PROBLEM DETAILS
Lines below that include "quotes" are the answer; copy each one.

EXTRACTED ENTRIES
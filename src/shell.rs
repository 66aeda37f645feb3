//! Interactive command loop

use crate::commands::{Context, Registry};
use crate::console::Console;
use colored::Colorize;
use rbossa_core::{Error, Result, Session};
use std::io::Write;

/// Split a command line into arguments
///
/// Arguments are separated by whitespace. Double quotes group text containing
/// spaces into one argument and are removed.
pub fn tokenize(line: &str) -> Result<Vec<String>> {
    let mut tokens = Vec::new();
    let mut current = String::new();
    let mut in_token = false;
    let mut quoted = false;

    for c in line.chars() {
        match c {
            '"' => {
                quoted = !quoted;
                in_token = true;
            }
            c if c.is_whitespace() && !quoted => {
                if in_token {
                    tokens.push(std::mem::take(&mut current));
                    in_token = false;
                }
            }
            c => {
                current.push(c);
                in_token = true;
            }
        }
    }

    if quoted {
        return Err(Error::MalformedLine("unterminated quote".into()));
    }
    if in_token {
        tokens.push(current);
    }
    Ok(tokens)
}

/// Text reported for a failed command
pub fn error_message(name: &str, err: &Error) -> String {
    if err.is_usage() {
        format!("{}.  Try \"help {}\".", err, name)
    } else {
        match err {
            Error::NotConnected | Error::FlashUnsupported | Error::UnknownCommand(_) => {
                format!("{}.", err)
            }
            Error::MalformedLine(_) => err.to_string(),
            _ => format!("Error: {}", err),
        }
    }
}

/// Command registry plus the connection it operates on
pub struct Shell {
    registry: Registry,
    session: Session,
}

impl Shell {
    /// Create a shell over `session` with every command registered
    pub fn new(session: Session) -> Self {
        Self {
            registry: Registry::with_defaults(),
            session,
        }
    }

    /// Command names, for completion
    pub fn command_names(&self) -> Vec<String> {
        self.registry.names()
    }

    /// Run one line, reporting any failure on `console`
    ///
    /// Returns `true` once the user asked to leave.
    pub fn execute(&mut self, line: &str, console: &mut dyn Console) -> Result<bool> {
        let tokens = match tokenize(line) {
            Ok(tokens) => tokens,
            Err(e) => {
                writeln!(console, "{}", error_message("", &e))?;
                return Ok(false);
            }
        };
        if tokens.is_empty() {
            return Ok(false);
        }
        let argv: Vec<&str> = tokens.iter().map(String::as_str).collect();
        self.dispatch(&argv, console)
    }

    /// Connect to `port` as the `connect` command would
    pub fn connect(&mut self, port: &str, console: &mut dyn Console) -> Result<()> {
        self.dispatch(&["connect", port], console)?;
        Ok(())
    }

    fn dispatch(&mut self, argv: &[&str], console: &mut dyn Console) -> Result<bool> {
        let mut ctx = Context {
            session: &mut self.session,
            console,
            registry: &self.registry,
            exit: false,
        };
        match self.registry.dispatch(argv, &mut ctx) {
            Ok(()) => Ok(ctx.exit),
            Err(Error::Console(e)) => Err(Error::Console(e)),
            Err(e) => {
                log::debug!("{} failed: {:?}", argv[0], e);
                writeln!(ctx.console, "{}", error_message(argv[0], &e))?;
                Ok(false)
            }
        }
    }

    /// Read and run lines until `exit` or end of input
    pub fn run(&mut self, console: &mut dyn Console) -> Result<()> {
        writeln!(
            console,
            "Press Ctrl-D or enter \"{}\" to end session.\nType \"{}\" to display a list of commands.",
            "exit".bright_cyan(),
            "help".bright_cyan()
        )?;
        let prompt = format!("{} ", "bossa>".bright_green().bold());

        while let Some(line) = console.read_line(&prompt)? {
            let line = line.trim();
            if line.is_empty() {
                continue;
            }
            console.add_history(line);
            if self.execute(line, console)? {
                break;
            }
            console.flush()?;
        }

        self.session.disconnect();
        Ok(())
    }
}

#[cfg(test)]
mod tests {
    use super::*;
    use crate::commands::testing::{dummy_session, recording_session};
    use crate::console::testing::BufferConsole;
    use test_case::test_case;

    #[test_case("", &[] ; "empty")]
    #[test_case("   \t ", &[] ; "blank")]
    #[test_case("mrb 0x10 4", &["mrb", "0x10", "4"] ; "plain")]
    #[test_case("  mrb   0x10  ", &["mrb", "0x10"] ; "extra space")]
    #[test_case("mwf 0 \"my file.bin\"", &["mwf", "0", "my file.bin"] ; "quoted")]
    #[test_case("read a\"b c\"d", &["read", "ab cd"] ; "quote inside token")]
    #[test_case("read \"\"", &["read", ""] ; "empty quotes")]
    fn test_tokenize(line: &str, expected: &[&str]) {
        assert_eq!(tokenize(line).unwrap(), expected);
    }

    #[test]
    fn test_tokenize_unterminated_quote() {
        assert!(matches!(
            tokenize("read \"abc"),
            Err(Error::MalformedLine(_))
        ));
    }

    #[test]
    fn test_error_messages() {
        assert_eq!(
            error_message("mrb", &Error::InvalidNumber("12x".into())),
            "Invalid number \"12x\".  Try \"help mrb\"."
        );
        assert_eq!(
            error_message("dump", &Error::NotConnected),
            "No device connected.  Use \"connect\" or \"scan\" first."
        );
        assert_eq!(
            error_message("info", &Error::FlashUnsupported),
            "Flash on device is not supported."
        );
        assert_eq!(
            error_message("frob", &Error::UnknownCommand("frob".into())),
            "Unknown command \"frob\"."
        );
        assert_eq!(
            error_message("go", &Error::Transport("timeout".into())),
            "Error: Device transport error: timeout"
        );
    }

    #[test]
    fn test_execute_reports_and_continues() {
        let (session, _) = recording_session();
        let mut shell = Shell::new(session);
        let mut console = BufferConsole::default();

        assert!(!shell.execute("mrb", &mut console).unwrap());
        assert_eq!(
            console.take(),
            "Command requires 1 to 2 arguments.  Try \"help mrb\".\n"
        );

        assert!(!shell.execute("mrb 0", &mut console).unwrap());
        assert_eq!(
            console.take(),
            "No device connected.  Use \"connect\" or \"scan\" first.\n"
        );

        assert!(!shell.execute("read \"x", &mut console).unwrap());
        assert_eq!(
            console.take(),
            "Malformed command line: unterminated quote\n"
        );

        assert!(shell.execute("exit", &mut console).unwrap());
    }

    #[test]
    fn test_connect_reports_flash_support() {
        let (session, _) = recording_session();
        let mut shell = Shell::new(session);
        let mut console = BufferConsole::default();

        shell.connect("port", &mut console).unwrap();
        assert_eq!(
            console.take(),
            "Connected to device on port\nFlash for chip ID 270b0940 is not supported\n"
        );
        assert!(shell.session.is_connected());

        shell.connect("none", &mut console).unwrap();
        assert_eq!(console.take(), "No device found on none\n");
    }

    #[test]
    fn test_connect_keeps_port_with_spaces() {
        let mut shell = Shell::new(dummy_session());
        let mut console = BufferConsole::default();

        shell.connect("no such port", &mut console).unwrap();
        assert_eq!(console.take(), "No device found on no such port\n");
    }

    #[test]
    fn test_run_until_exit() {
        let mut shell = Shell::new(dummy_session());
        let mut console = BufferConsole::with_input(&[
            "connect dummy0",
            "",
            "mww 0x200000 0x11223344",
            "exit",
            "mrb 0",
        ]);

        shell.run(&mut console).unwrap();
        assert_eq!(
            console.history(),
            ["connect dummy0", "mww 0x200000 0x11223344", "exit"]
        );
        assert!(console.text().contains("00200000 : 11223344\n"));
        assert_eq!(console.input.len(), 1);
        assert!(!shell.session.is_connected());
    }

    #[test]
    fn test_run_until_end_of_input() {
        let mut shell = Shell::new(dummy_session());
        let mut console = BufferConsole::with_input(&["bogus", "help help"]);

        shell.run(&mut console).unwrap();
        let text = console.text();
        assert!(text.contains("Unknown command \"bogus\".\n"));
        assert!(text.contains("help <COMMAND>\n"));
    }
}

OUTPUT OF THE TASK
/// Arguments are separated by whitespace. Double quotes group text containing
    #[test_case("read \"\"", &["read", ""] ; "empty quotes")]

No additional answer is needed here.